The exercise calls for a faithful copy of all the data.

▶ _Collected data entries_
----

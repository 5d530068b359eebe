/*!
 * Memory Traits
 * Page source abstraction between the allocator and the OS
 */

use super::types::MemoryResult;
use crate::core::types::{Address, Size};
use std::ptr::NonNull;

/// Owned run of whole virtual-memory pages
///
/// Produced by a [`PageSource`] and handed back to the same source on
/// release. Not `Clone`: exactly one owner may release a region.
#[derive(Debug, PartialEq, Eq)]
pub struct VmRegion {
    base: NonNull<u8>,
    units: usize,
    len: Size,
}

impl VmRegion {
    /// Wrap a mapping produced by a page source
    ///
    /// # Safety
    ///
    /// `base` must point to `len` readable and writable bytes that stay
    /// valid until the region is passed back to the source that created it.
    pub unsafe fn from_raw_parts(base: NonNull<u8>, units: usize, len: Size) -> Self {
        Self { base, units, len }
    }

    #[inline]
    pub fn base(&self) -> NonNull<u8> {
        self.base
    }

    #[inline]
    pub fn address(&self) -> Address {
        self.base.as_ptr() as Address
    }

    /// Number of OS pages in the region
    #[inline]
    pub fn units(&self) -> usize {
        self.units
    }

    #[inline]
    pub fn len(&self) -> Size {
        self.len
    }

    #[inline]
    pub fn is_empty(&self) -> bool {
        self.len == 0
    }

    #[inline]
    pub fn contains(&self, address: Address) -> bool {
        address >= self.address() && address < self.address() + self.len
    }
}

/// Provider of zero-filled, page-aligned memory in whole-page units
#[cfg_attr(test, mockall::automock)]
pub trait PageSource {
    /// OS page size in bytes
    fn page_size(&self) -> Size;

    /// Map `units` pages of zeroed read/write memory
    fn acquire(&mut self, units: usize) -> MemoryResult<VmRegion>;

    /// Return a region obtained from [`PageSource::acquire`]
    fn release(&mut self, region: VmRegion) -> MemoryResult<()>;
}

----

▶ _COMPLETED TASK_
repository 5d530068b359eebe
/*!
 * Memory Traits
 * Page source abstraction between the allocator and the OS
 */

use super::types::MemoryResult;
use crate::core::types::{Address, Size};
use std::ptr::NonNull;

/// Owned run of whole virtual-memory pages
///
/// Produced by a [`PageSource`] and handed back to the same source on
/// release. Not `Clone`: exactly one owner may release a region.
#[derive(Debug, PartialEq, Eq)]
pub struct VmRegion {
    base: NonNull<u8>,
    units: usize,
    len: Size,
}

impl VmRegion {
    /// Wrap a mapping produced by a page source
    ///
    /// # Safety
    ///
    /// `base` must point to `len` readable and writable bytes that stay
    /// valid until the region is passed back to the source that created it.
    pub unsafe fn from_raw_parts(base: NonNull<u8>, units: usize, len: Size) -> Self {
        Self { base, units, len }
    }

    #[inline]
    pub fn base(&self) -> NonNull<u8> {
        self.base
    }

    #[inline]
    pub fn address(&self) -> Address {
        self.base.as_ptr() as Address
    }

    /// Number of OS pages in the region
    #[inline]
    pub fn units(&self) -> usize {
        self.units
    }

    #[inline]
    pub fn len(&self) -> Size {
        self.len
    }

    #[inline]
    pub fn is_empty(&self) -> bool {
        self.len == 0
    }

    #[inline]
    pub fn contains(&self, address: Address) -> bool {
        address >= self.address() && address < self.address() + self.len
    }
}

/// Provider of zero-filled, page-aligned memory in whole-page units
#[cfg_attr(test, mockall::automock)]
pub trait PageSource {
    /// OS page size in bytes
    fn page_size(&self) -> Size;

    /// Map `units` pages of zeroed read/write memory
    fn acquire(&mut self, units: usize) -> MemoryResult<VmRegion>;

    /// Return a region obtained from [`PageSource::acquire`]
    fn release(&mut self, region: VmRegion) -> MemoryResult<()>;
}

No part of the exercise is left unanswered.